Hudson fut frappé par ses mots. - C'était vraiment ton premier baiser ? demanda-t-il, la voix légèrement tremblante.
Elena hocha la tête, évitant son regard en rougissant violemment.
- Je voulais que ce soit spécial... murmura-t-elle.
Hudson fit un pas vers elle, son expression devenant douce et sincère. - Je suis désolé, vraiment. Je ne veux jamais te faire du mal, pas physiquement, pas émotionnellement. Je veux que chaque moment avec toi soit parfait.
Elle lui adressa un faible sourire, visiblement touchée. - Je te crois.
Cependant, elle bâilla soudain, ses paupières devenant lourdes. - Je n'ai même pas encore fait mes valises pour demain, se plaignit-elle.
- On verra ça demain matin. Allons dormir, proposa Hudson en s'approchant du lit.
Après une douche rapide, Elena se glissa sous les draps, mais se tendit en voyant Hudson s'installer à ses côtés, vêtu seulement d'un boxer.
- Ne t'inquiète pas, murmura-t-il en passant un bras autour d'elle avec douceur. C'est juste pour te tenir en sécurité. Rien d'autre, je te le promets.

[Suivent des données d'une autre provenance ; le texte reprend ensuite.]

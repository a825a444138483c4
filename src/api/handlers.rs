//! API Handlers
//!
//! HTTP request handlers for each spacecraft endpoint.

use std::sync::Arc;

use axum::{
    extract::{Path, Query, State},
    http::StatusCode,
    Json,
};

use crate::error::{Result, ServiceError};
use crate::models::{
    CreateSpacecraftRequest, ErrorResponse, HealthResponse, Page, PageParams, SearchParams,
    Spacecraft, StatsResponse, UpdateSpacecraftRequest,
};
use crate::service::SpacecraftService;

/// Application state shared across all handlers.
#[derive(Clone)]
pub struct AppState {
    /// The spacecraft service, shared between workers
    pub service: Arc<SpacecraftService>,
}

impl AppState {
    /// Creates a new AppState around the given service.
    pub fn new(service: SpacecraftService) -> Self {
        Self {
            service: Arc::new(service),
        }
    }
}

/// GET /api/spacecraft - List spacecraft one page at a time
#[utoipa::path(
    get,
    path = "/api/spacecraft",
    tag = "Spacecraft",
    params(
        ("page" = Option<u32>, Query, description = "Zero-based page index, defaults to 0"),
        ("size" = Option<u32>, Query, description = "Items per page, defaults to 20"),
    ),
    responses(
        (status = 200, description = "One page of spacecraft", body = Page<Spacecraft>),
        (status = 400, description = "Invalid paging parameters", body = ErrorResponse),
    )
)]
pub async fn list_spacecraft(
    State(state): State<AppState>,
    Query(params): Query<PageParams>,
) -> Result<Json<Page<Spacecraft>>> {
    // Validate query parameters
    if let Some(error_msg) = params.validate() {
        return Err(ServiceError::InvalidRequest(error_msg));
    }

    let page = state.service.list(params.page, params.size).await?;
    Ok(Json(page))
}

/// GET /api/spacecraft/find - Search spacecraft by name fragment
#[utoipa::path(
    get,
    path = "/api/spacecraft/find",
    tag = "Spacecraft",
    params(
        ("name" = String, Query, description = "Name fragment to match"),
    ),
    responses(
        (status = 200, description = "Spacecraft whose name contains the fragment", body = Vec<Spacecraft>),
    )
)]
pub async fn search_spacecraft(
    State(state): State<AppState>,
    Query(params): Query<SearchParams>,
) -> Result<Json<Vec<Spacecraft>>> {
    let found = state.service.search_by_name(&params.name).await?;
    Ok(Json(found))
}

/// GET /api/spacecraft/:id - Fetch a single spacecraft by id
#[utoipa::path(
    get,
    path = "/api/spacecraft/{id}",
    tag = "Spacecraft",
    params(
        ("id" = i64, Path, description = "Spacecraft id"),
    ),
    responses(
        (status = 200, description = "The spacecraft", body = Spacecraft),
        (status = 400, description = "Negative id", body = ErrorResponse),
        (status = 404, description = "No spacecraft with this id", body = ErrorResponse),
    )
)]
pub async fn get_spacecraft(
    State(state): State<AppState>,
    Path(id): Path<i64>,
) -> Result<Json<Spacecraft>> {
    match state.service.get_by_id(id).await? {
        Some(spacecraft) => Ok(Json(spacecraft)),
        None => Err(ServiceError::NotFound(id)),
    }
}

/// POST /api/spacecraft - Register a new spacecraft
#[utoipa::path(
    post,
    path = "/api/spacecraft",
    tag = "Spacecraft",
    request_body = CreateSpacecraftRequest,
    responses(
        (status = 201, description = "Spacecraft created", body = Spacecraft),
        (status = 400, description = "Invalid request body", body = ErrorResponse),
    )
)]
pub async fn create_spacecraft(
    State(state): State<AppState>,
    Json(req): Json<CreateSpacecraftRequest>,
) -> Result<(StatusCode, Json<Spacecraft>)> {
    let created = state.service.create(req).await?;
    Ok((StatusCode::CREATED, Json(created)))
}

/// PUT /api/spacecraft/:id - Replace an existing spacecraft
#[utoipa::path(
    put,
    path = "/api/spacecraft/{id}",
    tag = "Spacecraft",
    params(
        ("id" = i64, Path, description = "Spacecraft id"),
    ),
    request_body = UpdateSpacecraftRequest,
    responses(
        (status = 200, description = "Spacecraft updated", body = Spacecraft),
        (status = 404, description = "No spacecraft with this id", body = ErrorResponse),
    )
)]
pub async fn update_spacecraft(
    State(state): State<AppState>,
    Path(id): Path<i64>,
    Json(req): Json<UpdateSpacecraftRequest>,
) -> Result<Json<Spacecraft>> {
    let updated = state.service.update(id, req).await?;
    Ok(Json(updated))
}

/// DELETE /api/spacecraft/:id - Delete a spacecraft
#[utoipa::path(
    delete,
    path = "/api/spacecraft/{id}",
    tag = "Spacecraft",
    params(
        ("id" = i64, Path, description = "Spacecraft id"),
    ),
    responses(
        (status = 204, description = "Spacecraft deleted"),
        (status = 404, description = "No spacecraft with this id", body = ErrorResponse),
    )
)]
pub async fn delete_spacecraft(
    State(state): State<AppState>,
    Path(id): Path<i64>,
) -> Result<StatusCode> {
    state.service.delete(id).await?;
    Ok(StatusCode::NO_CONTENT)
}

/// Handler for GET /stats
///
/// Returns current cache statistics.
pub async fn stats_handler(State(state): State<AppState>) -> Json<StatsResponse> {
    Json(StatsResponse::from(state.service.cache_stats()))
}

/// Handler for GET /health
///
/// Returns health status of the server.
pub async fn health_handler() -> Json<HealthResponse> {
    Json(HealthResponse::healthy())
}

Elle ferma lentement les yeux, se détendant dans son étreinte, tandis que Hudson déposait un baiser léger sur sa tempe, lui chuchotant des mots rassurants jusqu'à ce qu'elle sombre dans le sommeil. Il resta éveillé un moment, écoutant sa respiration paisible, avant de finalement s'endormir à son tour.
Bien qu'Elena ne voulût pas vraiment l'admettre, elle devait reconnaître qu'elle venait de passer l'une des nuits les plus paisibles de sa vie. Lorsqu'elle ouvrit les yeux, un sentiment de sérénité l'entoura, comme si tous ses soucis s'étaient dissipés. Elle se réveilla plus reposée qu'elle ne l'avait été depuis des années. Ce ne fut qu'après quelques instants qu'elle se rappela les événements de la veille. Un soupir s'échappa de ses lèvres tandis qu'elle repoussait délicatement le bras de Hudson qui reposait autour de sa taille, et se glissa hors du lit sans bruit.
Dans la cuisine, Theodore, son chat, trônait sur le comptoir avec une expression qui ne pouvait être interprétée que comme du mécontentement. Elena sourit malgré elle, un mélange d'amusement et de culpabilité.
- Désolée, Theodore, murmura-t-elle en caressant doucement l'arrière de ses oreilles. Je sais que tu n'as pas pu dormir avec moi cette nuit, mais on va devoir s'y habituer, tu sais.